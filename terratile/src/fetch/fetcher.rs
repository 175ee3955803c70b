//! Fetch issue and completion correlation.
//!
//! [`TileDataFetcher::fetch`] spawns one task per request. Each task sends
//! exactly one [`FetchCompletion`] back over an unbounded channel, and the
//! owner of the tiles consumes completions on its own thread through
//! [`TileDataFetcher::deliver`]. A completion is only applied when the tile
//! still carries the identity captured when the request was issued; anything
//! else is discarded without touching the tile.

use std::sync::Arc;

use bytes::Bytes;
use thiserror::Error;
use tokio::sync::mpsc;
use tokio_util::sync::CancellationToken;
use tracing::{debug, trace, warn};

use super::{DataSource, SourceError, SourceRequest};
use crate::config::SourceOptions;
use crate::coord::TileId;
use crate::tile::{DataChannel, Tile, TileSlot};

/// Errors raised when issuing a fetch.
#[derive(Debug, Clone, PartialEq, Eq, Error)]
pub enum FetchError {
    /// The tile has no identity to fetch for.
    #[error("Cannot fetch {channel} data for slot {slot}: tile is not initialized")]
    TileNotInitialized { slot: TileSlot, channel: DataChannel },
}

/// A failed fetch, reported to the map.
#[derive(Debug, Clone, PartialEq, Eq, Error)]
#[error("Failed to fetch {channel} data for tile {tile}: {cause}")]
pub struct TileFetchError {
    pub tile: TileId,
    pub channel: DataChannel,
    #[source]
    pub cause: SourceError,
}

/// Correlation record of one issued fetch.
#[derive(Debug, Clone, Copy, PartialEq, Eq)]
pub struct FetchRequest {
    /// Unique per fetcher
    pub id: u64,
    pub slot: TileSlot,
    /// Identity the tile had when the fetch was issued
    pub tile: TileId,
    pub channel: DataChannel,
}

/// How a fetch task ended.
#[derive(Debug, Clone, PartialEq, Eq)]
pub enum FetchOutcome {
    Completed(Result<Bytes, SourceError>),
    Cancelled,
}

/// Message sent back by a fetch task.
#[derive(Debug, Clone, PartialEq, Eq)]
pub struct FetchCompletion {
    pub request: FetchRequest,
    pub outcome: FetchOutcome,
}

/// What applying a completion to a tile amounted to.
#[derive(Debug, Clone, PartialEq, Eq)]
pub enum Delivery {
    /// Payload for the tile's current identity.
    Received { channel: DataChannel, payload: Bytes },
    /// The source reported an error.
    Failed(TileFetchError),
    /// The tile has moved on or was recycled; nothing was changed.
    Stale,
    /// The fetch was cancelled before it finished.
    Cancelled,
}

/// Issues fetches and correlates their completions with tiles.
pub struct TileDataFetcher {
    source: Arc<dyn DataSource>,
    options: SourceOptions,
    use_retina: bool,
    tx: mpsc::UnboundedSender<FetchCompletion>,
    rx: mpsc::UnboundedReceiver<FetchCompletion>,
    next_id: u64,
    outstanding: usize,
}

impl TileDataFetcher {
    /// Create a fetcher.
    ///
    /// # Arguments
    ///
    /// * `source` - Backend every request is sent to
    /// * `options` - Dataset identifiers per channel
    /// * `use_retina` - Request double-resolution imagery
    pub fn new(source: Arc<dyn DataSource>, options: SourceOptions, use_retina: bool) -> Self {
        let (tx, rx) = mpsc::unbounded_channel();
        Self {
            source,
            options,
            use_retina,
            tx,
            rx,
            next_id: 1,
            outstanding: 0,
        }
    }

    pub fn source_name(&self) -> &str {
        self.source.name()
    }

    /// Number of issued fetches whose completion has not been received.
    pub fn outstanding(&self) -> usize {
        self.outstanding
    }

    /// Issue a fetch for one channel of a tile.
    ///
    /// Marks the channel `Fetching` and attaches the request's cancellation
    /// token to the tile. Must be called from within a tokio runtime.
    ///
    /// # Errors
    ///
    /// Returns `FetchError::TileNotInitialized` for pooled tiles.
    pub fn fetch(
        &mut self,
        tile: &mut Tile,
        channel: DataChannel,
    ) -> Result<FetchRequest, FetchError> {
        let (Some(id), Some(canonical)) = (tile.id(), tile.canonical()) else {
            return Err(FetchError::TileNotInitialized {
                slot: tile.slot(),
                channel,
            });
        };

        let request = FetchRequest {
            id: self.next_id,
            slot: tile.slot(),
            tile: id,
            channel,
        };
        self.next_id += 1;

        let token = CancellationToken::new();
        tile.attach_fetch(channel, request.id, token.clone());

        let source_request = SourceRequest {
            tile: canonical,
            channel,
            map_id: self.options.map_id(channel).to_string(),
            use_retina: self.use_retina,
        };

        let source = Arc::clone(&self.source);
        let tx = self.tx.clone();
        tokio::spawn(async move {
            let outcome = tokio::select! {
                biased;
                _ = token.cancelled() => FetchOutcome::Cancelled,
                result = source.fetch(source_request) => FetchOutcome::Completed(result),
            };
            // The receiver only goes away with the fetcher itself
            let _ = tx.send(FetchCompletion { request, outcome });
        });

        self.outstanding += 1;
        trace!(tile = %id, channel = %channel, request = request.id, "Fetch issued");
        Ok(request)
    }

    /// Wait for the next completion.
    ///
    /// Returns `None` once nothing is outstanding.
    pub async fn next_completion(&mut self) -> Option<FetchCompletion> {
        if self.outstanding == 0 {
            return None;
        }
        let completion = self.rx.recv().await?;
        self.outstanding -= 1;
        Some(completion)
    }

    /// Take a completion if one is already queued.
    pub fn try_next_completion(&mut self) -> Option<FetchCompletion> {
        let completion = self.rx.try_recv().ok()?;
        self.outstanding = self.outstanding.saturating_sub(1);
        Some(completion)
    }

    /// Apply a completion to the tile it was issued for.
    ///
    /// Stale completions leave the tile untouched. Otherwise the tile stops
    /// tracking the request and the payload or error is handed back to the
    /// caller.
    pub fn deliver(&self, tile: &mut Tile, completion: FetchCompletion) -> Delivery {
        let FetchCompletion { request, outcome } = completion;

        if tile.slot() != request.slot || tile.id() != Some(request.tile) {
            trace!(
                tile = %request.tile,
                channel = %request.channel,
                request = request.id,
                "Discarding stale fetch completion"
            );
            return Delivery::Stale;
        }

        tile.release_fetch(request.channel, request.id);

        match outcome {
            FetchOutcome::Cancelled => {
                debug!(tile = %request.tile, channel = %request.channel, "Fetch cancelled");
                Delivery::Cancelled
            }
            FetchOutcome::Completed(Ok(payload)) => Delivery::Received {
                channel: request.channel,
                payload,
            },
            FetchOutcome::Completed(Err(cause)) => {
                warn!(
                    tile = %request.tile,
                    channel = %request.channel,
                    source = self.source.name(),
                    error = %cause,
                    "Fetch failed"
                );
                Delivery::Failed(TileFetchError {
                    tile: request.tile,
                    channel: request.channel,
                    cause,
                })
            }
        }
    }
}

PROBLEM DETAILS: From the first record to the last, copy everything exactly.

EXPECTED ANSWER:
filename terratile/src/fetch/fetcher.rs
repository 175ee3955803c70b
//! Fetch issue and completion correlation.
//!
//! [`TileDataFetcher::fetch`] spawns one task per request. Each task sends
//! exactly one [`FetchCompletion`] back over an unbounded channel, and the
//! owner of the tiles consumes completions on its own thread through
//! [`TileDataFetcher::deliver`]. A completion is only applied when the tile
//! still carries the identity captured when the request was issued; anything
//! else is discarded without touching the tile.

use std::sync::Arc;

use bytes::Bytes;
use thiserror::Error;
use tokio::sync::mpsc;
use tokio_util::sync::CancellationToken;
use tracing::{debug, trace, warn};

use super::{DataSource, SourceError, SourceRequest};
use crate::config::SourceOptions;
use crate::coord::TileId;
use crate::tile::{DataChannel, Tile, TileSlot};

/// Errors raised when issuing a fetch.
#[derive(Debug, Clone, PartialEq, Eq, Error)]
pub enum FetchError {
    /// The tile has no identity to fetch for.
    #[error("Cannot fetch {channel} data for slot {slot}: tile is not initialized")]
    TileNotInitialized { slot: TileSlot, channel: DataChannel },
}

/// A failed fetch, reported to the map.
#[derive(Debug, Clone, PartialEq, Eq, Error)]
#[error("Failed to fetch {channel} data for tile {tile}: {cause}")]
pub struct TileFetchError {
    pub tile: TileId,
    pub channel: DataChannel,
    #[source]
    pub cause: SourceError,
}

/// Correlation record of one issued fetch.
#[derive(Debug, Clone, Copy, PartialEq, Eq)]
pub struct FetchRequest {
    /// Unique per fetcher
    pub id: u64,
    pub slot: TileSlot,
    /// Identity the tile had when the fetch was issued
    pub tile: TileId,
    pub channel: DataChannel,
}

/// How a fetch task ended.
#[derive(Debug, Clone, PartialEq, Eq)]
pub enum FetchOutcome {
    Completed(Result<Bytes, SourceError>),
    Cancelled,
}

/// Message sent back by a fetch task.
#[derive(Debug, Clone, PartialEq, Eq)]
pub struct FetchCompletion {
    pub request: FetchRequest,
    pub outcome: FetchOutcome,
}

/// What applying a completion to a tile amounted to.
#[derive(Debug, Clone, PartialEq, Eq)]
pub enum Delivery {
    /// Payload for the tile's current identity.
    Received { channel: DataChannel, payload: Bytes },
    /// The source reported an error.
    Failed(TileFetchError),
    /// The tile has moved on or was recycled; nothing was changed.
    Stale,
    /// The fetch was cancelled before it finished.
    Cancelled,
}

/// Issues fetches and correlates their completions with tiles.
pub struct TileDataFetcher {
    source: Arc<dyn DataSource>,
    options: SourceOptions,
    use_retina: bool,
    tx: mpsc::UnboundedSender<FetchCompletion>,
    rx: mpsc::UnboundedReceiver<FetchCompletion>,
    next_id: u64,
    outstanding: usize,
}

impl TileDataFetcher {
    /// Create a fetcher.
    ///
    /// # Arguments
    ///
    /// * `source` - Backend every request is sent to
    /// * `options` - Dataset identifiers per channel
    /// * `use_retina` - Request double-resolution imagery
    pub fn new(source: Arc<dyn DataSource>, options: SourceOptions, use_retina: bool) -> Self {
        let (tx, rx) = mpsc::unbounded_channel();
        Self {
            source,
            options,
            use_retina,
            tx,
            rx,
            next_id: 1,
            outstanding: 0,
        }
    }

    pub fn source_name(&self) -> &str {
        self.source.name()
    }

    /// Number of issued fetches whose completion has not been received.
    pub fn outstanding(&self) -> usize {
        self.outstanding
    }

    /// Issue a fetch for one channel of a tile.
    ///
    /// Marks the channel `Fetching` and attaches the request's cancellation
    /// token to the tile. Must be called from within a tokio runtime.
    ///
    /// # Errors
    ///
    /// Returns `FetchError::TileNotInitialized` for pooled tiles.
    pub fn fetch(
        &mut self,
        tile: &mut Tile,
        channel: DataChannel,
    ) -> Result<FetchRequest, FetchError> {
        let (Some(id), Some(canonical)) = (tile.id(), tile.canonical()) else {
            return Err(FetchError::TileNotInitialized {
                slot: tile.slot(),
                channel,
            });
        };

        let request = FetchRequest {
            id: self.next_id,
            slot: tile.slot(),
            tile: id,
            channel,
        };
        self.next_id += 1;

        let token = CancellationToken::new();
        tile.attach_fetch(channel, request.id, token.clone());

        let source_request = SourceRequest {
            tile: canonical,
            channel,
            map_id: self.options.map_id(channel).to_string(),
            use_retina: self.use_retina,
        };

        let source = Arc::clone(&self.source);
        let tx = self.tx.clone();
        tokio::spawn(async move {
            let outcome = tokio::select! {
                biased;
                _ = token.cancelled() => FetchOutcome::Cancelled,
                result = source.fetch(source_request) => FetchOutcome::Completed(result),
            };
            // The receiver only goes away with the fetcher itself
            let _ = tx.send(FetchCompletion { request, outcome });
        });

        self.outstanding += 1;
        trace!(tile = %id, channel = %channel, request = request.id, "Fetch issued");
        Ok(request)
    }

    /// Wait for the next completion.
    ///
    /// Returns `None` once nothing is outstanding.
    pub async fn next_completion(&mut self) -> Option<FetchCompletion> {
        if self.outstanding == 0 {
            return None;
        }
        let completion = self.rx.recv().await?;
        self.outstanding -= 1;
        Some(completion)
    }

    /// Take a completion if one is already queued.
    pub fn try_next_completion(&mut self) -> Option<FetchCompletion> {
        let completion = self.rx.try_recv().ok()?;
        self.outstanding = self.outstanding.saturating_sub(1);
        Some(completion)
    }

    /// Apply a completion to the tile it was issued for.
    ///
    /// Stale completions leave the tile untouched. Otherwise the tile stops
    /// tracking the request and the payload or error is handed back to the
    /// caller.
    pub fn deliver(&self, tile: &mut Tile, completion: FetchCompletion) -> Delivery {
        let FetchCompletion { request, outcome } = completion;

        if tile.slot() != request.slot || tile.id() != Some(request.tile) {
            trace!(
                tile = %request.tile,
                channel = %request.channel,
                request = request.id,
                "Discarding stale fetch completion"
            );
            return Delivery::Stale;
        }

        tile.release_fetch(request.channel, request.id);

        match outcome {
            FetchOutcome::Cancelled => {
                debug!(tile = %request.tile, channel = %request.channel, "Fetch cancelled");
                Delivery::Cancelled
            }
            FetchOutcome::Completed(Ok(payload)) => Delivery::Received {
                channel: request.channel,
                payload,
            },
            FetchOutcome::Completed(Err(cause)) => {
                warn!(
                    tile = %request.tile,
                    channel = %request.channel,
                    source = self.source.name(),
                    error = %cause,
                    "Fetch failed"
                );
                Delivery::Failed(TileFetchError {
                    tile: request.tile,
                    channel: request.channel,
                    cause,
                })
            }
        }
    }
}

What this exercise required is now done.